U.S. Senator Ron Wyden is saying cleanup at the Hanford Nuclear Reservation is like something out of the movie "Groundhog Day."
In a boathouse on the Columbia River in Portland, Ore., Saturday, he said the problems at the nuclear site repeat over and over. Senator Wyden says key documents at Hanford were kept from him, the State of Washington and the public.
“We were told in 2012 that this double-shelled tank … was an isolated issue," said Wyden. "Now we have obtained documents indicating some very serious questions about whether that was actually the case.”

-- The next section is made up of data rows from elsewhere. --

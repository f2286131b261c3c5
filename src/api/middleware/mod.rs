pub mod request_id;
use std::env;
use std::time::Duration;

/// Upper bound accepted for `MAX_EXPIRATION_HOURS` (ten years)
pub const MAX_EXPIRATION_HOURS_CEILING: i64 = 24 * 365 * 10;

/// Runtime configuration for the record store, API and expiry sweeper
#[derive(Debug, Clone)]
pub struct Config {
    /// Database connection string (default: local SQLite file)
    pub database_url: String,

    /// Seconds between two expiry sweeps (default: 3600)
    pub sweep_interval_secs: u64,

    /// Maximum number of expired files handled per sweep (default: 100)
    pub sweep_batch_size: u64,

    /// Furthest expiry a new file may request, in hours (default: 720)
    pub max_expiration_hours: i64,

    /// Object storage backend: "noop" is the only one shipped (default: "noop")
    pub storage_backend: String,
}

impl Default for Config {
    fn default() -> Self {
        Self {
            database_url: "sqlite://driftbox.db?mode=rwc".to_string(),
            sweep_interval_secs: 3600,
            sweep_batch_size: 100,
            max_expiration_hours: 24 * 30,
            storage_backend: "noop".to_string(),
        }
    }
}

impl Config {
    /// Load configuration from environment variables
    pub fn from_env() -> Self {
        let default = Self::default();

        Self {
            database_url: env::var("DATABASE_URL").unwrap_or(default.database_url),

            sweep_interval_secs: env::var("SWEEP_INTERVAL_SECS")
                .ok()
                .and_then(|v| v.parse::<u64>().ok())
                .filter(|v| *v > 0)
                .unwrap_or(default.sweep_interval_secs),

            sweep_batch_size: env::var("SWEEP_BATCH_SIZE")
                .ok()
                .and_then(|v| v.parse::<u64>().ok())
                .filter(|v| *v > 0)
                .unwrap_or(default.sweep_batch_size),

            max_expiration_hours: env::var("MAX_EXPIRATION_HOURS")
                .ok()
                .and_then(|v| parse_expiration_hours(&v))
                .unwrap_or(default.max_expiration_hours),

            storage_backend: env::var("STORAGE_BACKEND").unwrap_or(default.storage_backend),
        }
    }

    /// In-memory database and a fast sweep, for local runs and tests
    pub fn development() -> Self {
        Self {
            database_url: "sqlite::memory:".to_string(),
            sweep_interval_secs: 5,
            sweep_batch_size: 100,
            max_expiration_hours: 24 * 30,
            storage_backend: "noop".to_string(),
        }
    }

    pub fn sweep_interval(&self) -> Duration {
        Duration::from_secs(self.sweep_interval_secs)
    }
}

/// Accepts `1..=MAX_EXPIRATION_HOURS_CEILING`; anything else falls back to the default
fn parse_expiration_hours(raw: &str) -> Option<i64> {
    let hours = raw.trim().parse::<i64>().ok()?;
    if hours < 1 || hours > MAX_EXPIRATION_HOURS_CEILING {
        tracing::warn!(
            "⚠️ Ignoring MAX_EXPIRATION_HOURS={} (allowed 1..={})",
            raw,
            MAX_EXPIRATION_HOURS_CEILING
        );
        return None;
    }
    Some(hours)
}
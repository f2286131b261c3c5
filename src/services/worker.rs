use crate::config::Config;
use crate::services::file_service::FileService;
use crate::services::record_store::{ExpiryCursor, RecordStore};
use chrono::{DateTime, Utc};
use std::sync::Arc;
use tokio::sync::watch;
use tokio::time::{MissedTickBehavior, interval};

#[derive(Debug, Default, Clone, Copy, PartialEq, Eq)]
pub struct SweepReport {
    pub expired: usize,
    pub removed: usize,
    pub failed: usize,
}

/// Single owner of expiry deletions.
///
/// Each pass resumes after the last file the previous pass looked at and
/// wraps to the start once the expired set is exhausted, so files whose
/// storage delete keeps failing are retried without blocking the rest.
pub struct ExpirySweeper {
    store: RecordStore,
    file_service: Arc<FileService>,
    config: Config,
    shutdown: watch::Receiver<bool>,
    cursor: Option<ExpiryCursor>,
}

impl ExpirySweeper {
    pub fn new(
        store: RecordStore,
        file_service: Arc<FileService>,
        config: Config,
        shutdown: watch::Receiver<bool>,
    ) -> Self {
        Self {
            store,
            file_service,
            config,
            shutdown,
            cursor: None,
        }
    }

    pub async fn run(mut self) {
        tracing::info!(
            "🚀 Expiry sweeper started (every {}s, batch {})",
            self.config.sweep_interval_secs,
            self.config.sweep_batch_size
        );

        // First tick fires immediately, so files that expired while down go first
        let mut ticker = interval(self.config.sweep_interval());
        ticker.set_missed_tick_behavior(MissedTickBehavior::Delay);

        loop {
            tokio::select! {
                _ = self.shutdown.changed() => {
                    tracing::info!("🛑 Expiry sweeper shutting down");
                    break;
                }
                _ = ticker.tick() => {
                    match self.sweep(Utc::now()).await {
                        Ok(report) if report.expired > 0 => tracing::info!(
                            "✅ Sweep done: {} expired, {} removed, {} failed",
                            report.expired,
                            report.removed,
                            report.failed
                        ),
                        Ok(_) => tracing::debug!("Sweep done: nothing expired"),
                        Err(e) => tracing::error!("Sweep failed: {}", e),
                    }
                }
            }
        }
    }

    /// One pass over files whose `expires_at` is at or before `now`.
    pub async fn sweep(&mut self, now: DateTime<Utc>) -> anyhow::Result<SweepReport> {
        tracing::debug!("🧹 Sweeping files expired before {}", now);

        let batch_size = self.config.sweep_batch_size;
        let expired = self
            .store
            .find_expired_after(now, self.cursor.as_ref(), batch_size)
            .await?;

        // A short page means the end of the expired set; start over next time
        self.cursor = if (expired.len() as u64) < batch_size {
            None
        } else {
            expired.last().map(ExpiryCursor::from)
        };

        let mut report = SweepReport {
            expired: expired.len(),
            ..Default::default()
        };

        for file in expired {
            tracing::info!("Expiring file: {}", file.id);
            match self.file_service.remove_file(&file).await {
                Ok(_) => report.removed += 1,
                Err(e) => {
                    report.failed += 1;
                    tracing::error!("Failed to expire file {}: {}", file.id, e);
                }
            }
        }

        Ok(report)
    }
}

That report reveals construction problems with the leaky double-hulled tank at the southeast Washington site are likely repeated in six other double-shelled tanks as well. He says this key information was kept out of recent cleanup negotiations and the Department of Energy hasn’t been straight with the people of the Northwest.
Wyden says he wants U.S. Energy Secretary Ernest Moniz to report back in 45 days with possible solutions to the aging tanks.
Tom Fletcher is a top federal manager on the tanks at Hanford. He says the Energy department creates dozens of reports, and he’s not sure why the state and others didn’t see it before.
The Hanford Nuclear Reservation is where the government produced plutonium for World War II and the Cold War. There are 56 million gallons of radioactive waste stored in aging underground tanks there.